Cody lui répondit par un immense sourire. La gamine aimait bien Samson. Dans sa bouche (ou plutôt, sa gueule), les mots prenaient un sens rassurant. Il avait réponse à tout, et ni l’arrogance ni la vanité n’entachaient ses paroles, quand bien même il demeurait la personne la plus érudite que Cody connaissait.

Arrivés aux abords du village, ils s’engagèrent vers la place principale, le pas méfiant et l’œil alerte.

« Coucou ! Y a quelqu’un ? lança Cody. Non ? Personne ?… »

Seul le roulement paresseux du moulin lui répondit. Ils scrutèrent les environs déserts et les rues inanimées. Malgré le ciel bleu et le soleil haut, le village dégageait l’air sinistre de l’abandon.

Samson leva la truffe vers la maison la plus proche.

« Personne, reprit-il. Je ne perçois ni présence ni mouvement.

— Ah bon ? Tu penses qu’ils sont partis ? »

Les oreilles du Cane Corso frémirent.

« Des odeurs fraîches planent dans l’air. Reste sur tes gardes, Cody. »

Ils visitèrent le grand bâtiment, une salle meublée de longues tables, de chaises et d’une estrade. Ils explorent plusieurs maisons, une à une. Cody grimpa au sommet du moulin, où l’attendait une vue dégagée sur les alentours. Où que portât le regard, il ne découvrait que vide et abandon.

Pourtant, chacune des habitations était propre et ordonnée : Cody fouilla plusieurs placards et armoires et y trouva des ustensiles de cuisine, de la nourriture et des vêtements. Nul n’avait donc quitté le village de façon définitive. Ils ne virent pas plus de traces de lutte, pas d’objet brisé.

« Alors, quoi ? murmura pensivement Samson, intrigué par ces vaines recherches. Ils se seraient tout bonnement volatilisés ? »

Ils regagnèrent la place principale avec la lenteur du dépit, sans savoir quoi faire. Et avec la désagréable sensation d’être observés.

« Si ça se trouve, c’est normal, supposa Cody. Peut-être que ce village est une illusion de la Sorcière et que personne n’y vit.

Néanmoins, Ézéchiel a affirmé livrer ses armes ici. Quel intérêt de livrer ses armes à un village fantôme ?… »

Cody s’approcha de la grange. Elle tenta de l’ouvrir, mais l’entrée était verrouillée. Elle frappa la porte du plat de la main à plusieurs reprises.

« Tu penses pouvoir l’enfoncer ?

— Nan. Ça s’ouvre vers l’extérieur. Les villageois se sont peut-être barricadés dedans ?

Je ne perçois aucun mouvement venant de là-dedans. Mais la question demeure.

— Hé, les villageois ! Ouvrez ! C’est nous, Cody et Samson. On est les gentils ! »

Cody martela le panneau du poing, sans résultat.

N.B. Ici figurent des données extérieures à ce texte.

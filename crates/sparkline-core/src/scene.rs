// File: crates/sparkline-core/src/scene.rs
// Summary: Flat display list produced by a composed chart for one data set.

use crate::curve::PathCmd;
use crate::geometry::Point;

/// Stable style identifier attached to everything a layer draws. Surfaces and
/// themes key their visual treatment on it.
#[derive(Clone, Copy, Debug, PartialEq, Eq, Hash)]
pub struct StyleClass(pub &'static str);

impl StyleClass {
    pub const GRIDLINES: StyleClass = StyleClass("gridlines");
    pub const MAIN_LINE: StyleClass = StyleClass("main line");
    pub const TICK_LABEL: StyleClass = StyleClass("tick label");

    pub fn as_str(&self) -> &'static str { self.0 }
}

#[derive(Clone, Debug, PartialEq)]
pub enum Shape {
    Line { from: Point, to: Point },
    Path(Vec<PathCmd>),
    /// `at` is the anchor: horizontally centered, baseline at `at.y`.
    Text { text: String, at: Point, size: f32 },
}

#[derive(Clone, Debug, PartialEq)]
pub struct SceneItem {
    pub class: StyleClass,
    pub shape: Shape,
}

/// Items in draw order: earlier items sit underneath later ones.
#[derive(Clone, Debug, Default, PartialEq)]
pub struct Scene {
    pub width: i32,
    pub height: i32,
    pub items: Vec<SceneItem>,
}

impl Scene {
    pub fn new(width: i32, height: i32) -> Self {
        Self { width, height, items: Vec::new() }
    }

    pub fn push(&mut self, class: StyleClass, shape: Shape) {
        self.items.push(SceneItem { class, shape });
    }

    pub fn is_empty(&self) -> bool { self.items.is_empty() }

    pub fn items_with(&self, class: StyleClass) -> impl Iterator<Item = &SceneItem> {
        self.items.iter().filter(move |i| i.class == class)
    }

    /// Index of the first item carrying `class`.
    pub fn first_index_of(&self, class: StyleClass) -> Option<usize> {
        self.items.iter().position(|i| i.class == class)
    }
}
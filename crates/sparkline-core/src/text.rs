// File: crates/sparkline-core/src/text.rs
// Summary: Tick label shaping/rendering using Skia textlayout.

use skia_safe as skia;
use skia::textlayout::{FontCollection, Paragraph, ParagraphBuilder, ParagraphStyle, TextStyle};

pub struct TextShaper {
    fonts: FontCollection,
}

impl TextShaper {
    pub fn new() -> Self {
        let mut fc = FontCollection::new();
        fc.set_default_font_manager(skia::FontMgr::default(), None);
        Self { fonts: fc }
    }

    fn layout(&self, text: &str, size: f32, color: skia::Color) -> Paragraph {
        let mut pstyle = ParagraphStyle::new();
        pstyle.set_text_align(skia::textlayout::TextAlign::Left);
        let mut style = TextStyle::new();
        style.set_font_size(size.max(1.0));
        style.set_color(color);
        // hour labels are digits; tabular families keep them aligned
        style.set_font_families(&["Roboto Mono", "Consolas", "Menlo", "DejaVu Sans Mono", "monospace"]);

        let mut builder = ParagraphBuilder::new(&pstyle, &self.fonts);
        builder.push_style(&style);
        builder.add_text(text);
        let mut paragraph = builder.build();
        paragraph.layout(10_000.0);
        paragraph
    }

    /// Draw `text` horizontally centered on `x` with its baseline near `y`.
    pub fn draw_centered(&self, canvas: &skia::Canvas, text: &str, x: f32, y: f32, size: f32, color: skia::Color) {
        let p = self.layout(text, size, color);
        let w = p.longest_line();
        p.paint(canvas, (x - w * 0.5, y - size * 0.8));
    }
}

impl Default for TextShaper {
    fn default() -> Self { Self::new() }
}
// File: crates/sparkline-core/src/lib.rs
// Summary: Core library entry point; exports the sparkline pipeline and drawing surfaces.

pub mod chart;
pub mod curve;
pub mod domain;
pub mod error;
pub mod geometry;
pub mod host;
pub mod layer;
pub mod point;
pub mod raster;
pub mod scale;
pub mod scene;
pub mod surface;
pub mod svg;
pub mod text;
pub mod theme;
pub mod ticks;
pub mod types;

pub use chart::{compose, AxisOrient, ChartConfig, RenderedChart};
pub use curve::Curve;
pub use domain::{compute_time_domain, compute_value_domain, Domain};
pub use error::{Result, SparklineError};
pub use host::{RenderHost, RenderOutcome};
pub use layer::{gridlines, line_series, main_line, GridlineLayer, Layer, LineLayer};
pub use point::{validate_points, ChartPoint, DataProvider, NonMonotonicTime};
pub use raster::RasterSurface;
pub use scale::{bind_scales, ScaleTransform, TimeScale, ValueScale};
pub use scene::{Scene, SceneItem, Shape, StyleClass};
pub use surface::{DrawingSurface, SceneRecorder};
pub use svg::SvgSurface;
pub use theme::Theme;
pub use ticks::{TickFormat, TickInterval};
pub use types::{Insets, RenderOptions};
// File: crates/sparkline-core/src/scale.rs
// Summary: Time (X) and value (Y) scales binding domains to pixel ranges.

use chrono::{DateTime, Utc};

use crate::domain::Domain;
use crate::geometry::PlotRect;

/// Continuous, monotonic, invertible mapping between a domain and pixels.
pub trait ScaleTransform {
    type Input;
    fn to_px(&self, v: Self::Input) -> f32;
    fn from_px(&self, px: f32) -> Self::Input;
}

/// Linear map from `[d0, d1]` onto `[r0, r1]`.
/// A zero-width domain maps everything to the middle of the range.
/// Works on half-extents so domains wider than `f64::MAX` stay finite.
#[derive(Clone, Copy, Debug, PartialEq)]
struct Linear {
    d0: f64,
    d1: f64,
    r0: f32,
    r1: f32,
}

impl Linear {
    #[inline]
    fn map(&self, v: f64) -> f32 {
        let half_span = self.d1 / 2.0 - self.d0 / 2.0;
        if half_span == 0.0 {
            return (self.r0 + self.r1) * 0.5;
        }
        let t = (v / 2.0 - self.d0 / 2.0) / half_span;
        self.r0 + t as f32 * (self.r1 - self.r0)
    }

    #[inline]
    fn invert(&self, px: f32) -> f64 {
        let r = self.r1 - self.r0;
        if r == 0.0 {
            return self.d0;
        }
        let t = ((px - self.r0) / r) as f64;
        self.d0 * (1.0 - t) + self.d1 * t
    }
}

/// Horizontal calendar-time scale, linear in milliseconds since the epoch.
#[derive(Clone, Copy, Debug, PartialEq)]
pub struct TimeScale {
    pub domain: Domain<DateTime<Utc>>,
    lin: Linear,
}

impl TimeScale {
    pub fn new(domain: Domain<DateTime<Utc>>, left_px: f32, right_px: f32) -> Self {
        let lin = Linear {
            d0: domain.min.timestamp_millis() as f64,
            d1: domain.max.timestamp_millis() as f64,
            r0: left_px,
            r1: right_px,
        };
        Self { domain, lin }
    }

    pub fn range(&self) -> (f32, f32) { (self.lin.r0, self.lin.r1) }
}

impl ScaleTransform for TimeScale {
    type Input = DateTime<Utc>;

    fn to_px(&self, t: DateTime<Utc>) -> f32 {
        self.lin.map(t.timestamp_millis() as f64)
    }

    fn from_px(&self, px: f32) -> DateTime<Utc> {
        let ms = self.lin.invert(px).round() as i64;
        DateTime::from_timestamp_millis(ms).unwrap_or(self.domain.min)
    }
}

/// Vertical value scale: `vmin` sits at `bottom_px`, `vmax` at `top_px`.
#[derive(Clone, Copy, Debug, PartialEq)]
pub struct ValueScale {
    pub domain: Domain<f64>,
    lin: Linear,
}

impl ValueScale {
    pub fn new(domain: Domain<f64>, top_px: f32, bottom_px: f32) -> Self {
        let lin = Linear { d0: domain.min, d1: domain.max, r0: bottom_px, r1: top_px };
        Self { domain, lin }
    }

    /// (top, bottom) in pixels.
    pub fn range(&self) -> (f32, f32) { (self.lin.r1, self.lin.r0) }
}

impl ScaleTransform for ValueScale {
    type Input = f64;

    fn to_px(&self, y: f64) -> f32 { self.lin.map(y) }

    fn from_px(&self, py: f32) -> f64 { self.lin.invert(py) }
}

/// Bind both domains to the plot rectangle. Called once per render pass.
pub fn bind_scales(
    time: Domain<DateTime<Utc>>,
    value: Domain<f64>,
    plot: PlotRect,
) -> (TimeScale, ValueScale) {
    (
        TimeScale::new(time, plot.left, plot.right),
        ValueScale::new(value, plot.top, plot.bottom),
    )
}
// File: crates/demo/src/main.rs
// Summary: Dashboard shell; loads samples (CSV or synthetic day) and renders a sparkline to PNG and SVG.

use anyhow::{Context, Result};
use chrono::{DateTime, Duration, TimeZone, Utc};
use log::{info, warn};
use sparkline_core::{
    theme, ChartPoint, DataProvider, RasterSurface, RenderHost, RenderOptions, RenderOutcome,
    SvgSurface,
};
use sparkline_core::types::{HEIGHT, WIDTH};
use std::path::{Path, PathBuf};

/// Static data service: points loaded once up front, handed out on demand.
struct DataService {
    points: Vec<ChartPoint>,
}

impl DataProvider for DataService {
    fn points(&self) -> Vec<ChartPoint> { self.points.clone() }
}

fn main() -> Result<()> {
    env_logger::init();

    let service = match std::env::args().nth(1) {
        Some(raw) => {
            let path = PathBuf::from(&raw);
            if !path.exists() {
                anyhow::bail!("file not found: {}", path.display());
            }
            println!("Using input file: {}", path.display());
            let points = load_points_csv(&path)
                .with_context(|| format!("failed to load CSV '{}'", path.display()))?;
            if points.is_empty() {
                anyhow::bail!("no samples loaded; check headers/delimiter.");
            }
            DataService { points }
        }
        None => {
            println!("No input file given; synthesizing one day of samples");
            DataService { points: synthetic_day(Utc::now()) }
        }
    };
    println!("Loaded {} samples", service.points.len());

    let theme_name = std::env::var("SPARKLINE_THEME").unwrap_or_else(|_| "dark".to_string());
    let width = env_i32("SPARKLINE_WIDTH")?.unwrap_or(WIDTH);
    let height = env_i32("SPARKLINE_HEIGHT")?.unwrap_or(HEIGHT);
    let opts = RenderOptions::default();

    let mut raster = RasterSurface::new(width, height, theme::find(&theme_name))?;
    let mut svg = SvgSurface::new(width, height);

    let out_png = PathBuf::from("target/out/sparkline.png");
    let out_svg = out_png.with_extension("svg");

    {
        let mut host = RenderHost::new(opts);
        host.mount(&mut raster)?;
        report(host.render_from(&service)?);
        host.unmount();
    }
    raster.write_png(&out_png)?;
    println!("Wrote {}", out_png.display());

    {
        let mut host = RenderHost::new(opts);
        host.mount(&mut svg)?;
        host.render_from(&service)?;
        host.unmount();
    }
    svg.write_svg(&out_svg)?;
    println!("Wrote {}", out_svg.display());

    Ok(())
}

fn report(outcome: RenderOutcome) {
    match outcome {
        RenderOutcome::Empty => println!("Nothing to draw"),
        RenderOutcome::Drawn { value_domain, gridlines, out_of_order } => {
            println!(
                "Value range: [{:.4}, {:.4}], {} gridlines",
                value_domain.min, value_domain.max, gridlines
            );
            if let Some(o) = out_of_order {
                println!("  (samples out of chronological order from row {})", o.index);
            }
        }
    }
}

fn env_i32(key: &str) -> Result<Option<i32>> {
    match std::env::var(key) {
        Ok(v) => {
            let n = v.trim().parse::<i32>().with_context(|| format!("{key} must be an integer, got '{v}'"))?;
            Ok(Some(n))
        }
        Err(_) => Ok(None),
    }
}

/// Half-hourly samples over the 24 hours ending at `now` (rounded down to the hour).
fn synthetic_day(now: DateTime<Utc>) -> Vec<ChartPoint> {
    let end = Utc
        .timestamp_opt(now.timestamp() - now.timestamp().rem_euclid(3600), 0)
        .single()
        .unwrap_or(now);
    let start = end - Duration::hours(24);
    (0..=48)
        .map(|i| {
            let x = i as f64 / 48.0 * std::f64::consts::TAU;
            let v = (x.sin() * 0.6 + (3.0 * x).cos() * 0.25 + 1.0).max(0.0) * 40.0;
            ChartPoint::new(start + Duration::minutes(30 * i), v.round())
        })
        .collect()
}

/// Load `date,value` style CSV into chart points.
fn load_points_csv(path: &Path) -> Result<Vec<ChartPoint>> {
    let mut rdr = csv::ReaderBuilder::new()
        .has_headers(true)
        .trim(csv::Trim::All)
        .from_path(path)
        .with_context(|| format!("opening {}", path.display()))?;

    let headers = rdr
        .headers()?
        .iter()
        .map(|h| h.to_lowercase())
        .collect::<Vec<_>>();
    info!("CSV headers: {:?}", headers);

    let idx = |names: &[&str]| headers.iter().position(|h| names.contains(&h.as_str()));
    let i_date = idx(&["date", "time", "timestamp", "datetime"])
        .context("missing date column (date/time/timestamp/datetime)")?;
    let i_value = idx(&["value", "v", "close"]).context("missing value column (value/v/close)")?;

    let mut out = Vec::new();
    for (row, rec) in rdr.records().enumerate() {
        let rec = rec?;
        let date = rec.get(i_date).and_then(parse_time);
        let value = rec.get(i_value).and_then(|s| s.parse::<f64>().ok());
        match (date, value) {
            (Some(date), Some(value)) => out.push(ChartPoint::new(date, value)),
            _ => warn!("skipping unparseable row {}", row + 1),
        }
    }
    Ok(out)
}

/// RFC 3339, or integer epoch seconds / milliseconds.
fn parse_time(s: &str) -> Option<DateTime<Utc>> {
    if s.is_empty() {
        return None;
    }
    if let Ok(n) = s.parse::<i64>() {
        // epoch ms -> ms, otherwise seconds
        return if n > 10_i64.pow(12) {
            DateTime::from_timestamp_millis(n)
        } else {
            DateTime::from_timestamp(n, 0)
        };
    }
    DateTime::parse_from_rfc3339(s).ok().map(|d| d.with_timezone(&Utc))
}
// File: crates/sparkline-core/src/error.rs
// Summary: Error taxonomy for validation, host lifecycle, and surface output.

use thiserror::Error;

#[derive(Debug, Error)]
pub enum SparklineError {
    /// A sample value is NaN or infinite. Raised before any domain is computed.
    #[error("invalid numeric value {value} at index {index}")]
    InvalidNumericValue { index: usize, value: f64 },

    #[error("render host is not mounted")]
    NotMounted,

    #[error("render host is already mounted")]
    AlreadyMounted,

    #[error("surface error: {0}")]
    Surface(String),

    #[error(transparent)]
    Io(#[from] std::io::Error),
}

pub type Result<T> = std::result::Result<T, SparklineError>;
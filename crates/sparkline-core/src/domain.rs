// File: crates/sparkline-core/src/domain.rs
// Summary: Value and time extents of a point sequence.

use chrono::{DateTime, Utc};

use crate::point::ChartPoint;

/// Values always folded into the value domain so an all-zero or flat series
/// still gets a non-zero vertical extent.
pub const VALUE_DOMAIN_INCLUDE: [f64; 2] = [0.0, 1.0];

/// Closed `[min, max]` extent of one data dimension.
#[derive(Clone, Copy, Debug, PartialEq)]
pub struct Domain<T> {
    pub min: T,
    pub max: T,
}

impl<T> Domain<T> {
    pub const fn new(min: T, max: T) -> Self {
        Self { min, max }
    }
}

impl Domain<f64> {
    pub fn span(&self) -> f64 { self.max - self.min }

    pub fn contains(&self, v: f64) -> bool { v >= self.min && v <= self.max }
}

impl Domain<DateTime<Utc>> {
    pub fn span(&self) -> chrono::Duration { self.max - self.min }
}

/// `[min(0, min(values)), max(1, max(values))]`. Empty input yields `[0, 1]`.
///
/// Values are assumed finite (see `validate_points`).
pub fn compute_value_domain(points: &[ChartPoint]) -> Domain<f64> {
    let [lo, hi] = VALUE_DOMAIN_INCLUDE;
    points.iter().fold(Domain::new(lo, hi), |d, p| {
        Domain::new(d.min.min(p.value), d.max.max(p.value))
    })
}

/// Tight `[min(dates), max(dates)]`, no padding. `None` for an empty sequence.
pub fn compute_time_domain(points: &[ChartPoint]) -> Option<Domain<DateTime<Utc>>> {
    let first = points.first()?.date;
    let d = points.iter().skip(1).fold(Domain::new(first, first), |d, p| {
        Domain::new(d.min.min(p.date), d.max.max(p.date))
    });
    Some(d)
}

#[cfg(test)]
mod tests {
    use super::*;
    use chrono::TimeZone;

    fn at(h: u32, v: f64) -> ChartPoint {
        ChartPoint::new(Utc.with_ymd_and_hms(2024, 3, 1, h, 0, 0).unwrap(), v)
    }

    #[test]
    fn empty_sequence_defaults() {
        assert_eq!(compute_value_domain(&[]), Domain::new(0.0, 1.0));
        assert_eq!(compute_time_domain(&[]), None);
    }

    #[test]
    fn all_zero_values_keep_unit_height() {
        let pts = [at(0, 0.0), at(4, 0.0), at(8, 0.0)];
        assert_eq!(compute_value_domain(&pts), Domain::new(0.0, 1.0));
    }

    #[test]
    fn inside_unit_interval_is_widened_to_it() {
        let pts = [at(0, 0.25), at(1, 0.75)];
        assert_eq!(compute_value_domain(&pts), Domain::new(0.0, 1.0));
    }

    #[test]
    fn natural_extremes_win_over_guard() {
        let pts = [at(0, -5.0), at(12, 10.0)];
        assert_eq!(compute_value_domain(&pts), Domain::new(-5.0, 10.0));
    }

    #[test]
    fn all_negative_values_keep_one_as_upper_bound() {
        let pts = [at(0, -3.0), at(1, -7.5)];
        let d = compute_value_domain(&pts);
        assert_eq!(d, Domain::new(-7.5, 1.0));
        assert!(d.contains(0.0));
    }

    #[test]
    fn time_domain_is_tight_even_when_unordered() {
        let pts = [at(6, 1.0), at(2, 1.0), at(9, 1.0)];
        let d = compute_time_domain(&pts).unwrap();
        assert_eq!(d.min, at(2, 0.0).date);
        assert_eq!(d.max, at(9, 0.0).date);
        assert_eq!(d.span(), chrono::Duration::hours(7));
    }

    #[test]
    fn single_point_time_domain_collapses() {
        let d = compute_time_domain(&[at(5, 2.0)]).unwrap();
        assert_eq!(d.min, d.max);
    }
}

« Bon. Soit ils sont sourds, soit c’est l’heure de la sieste », conclut-elle, avant de se raidir soudain. « Hé, on n’a pas vu de cheminée allumée par ici, si ?

Non… » confirma Samson. Son regard s’éclaira.

« La fumée ! » s’écrièrent-ils en même temps.

Ils levèrent les yeux à la recherche de la colonne blanche et ne tardèrent pas à la retrouver. Elle s’élevait plus loin, de l’autre côté d’une colline.

Ils s’élancèrent hors du village et fendirent les hautes herbes à toute allure. Ni l’un ni l’autre n’avait remarqué la silhouette perchée sur le toit de la grange. Elle les observait depuis leur arrivée.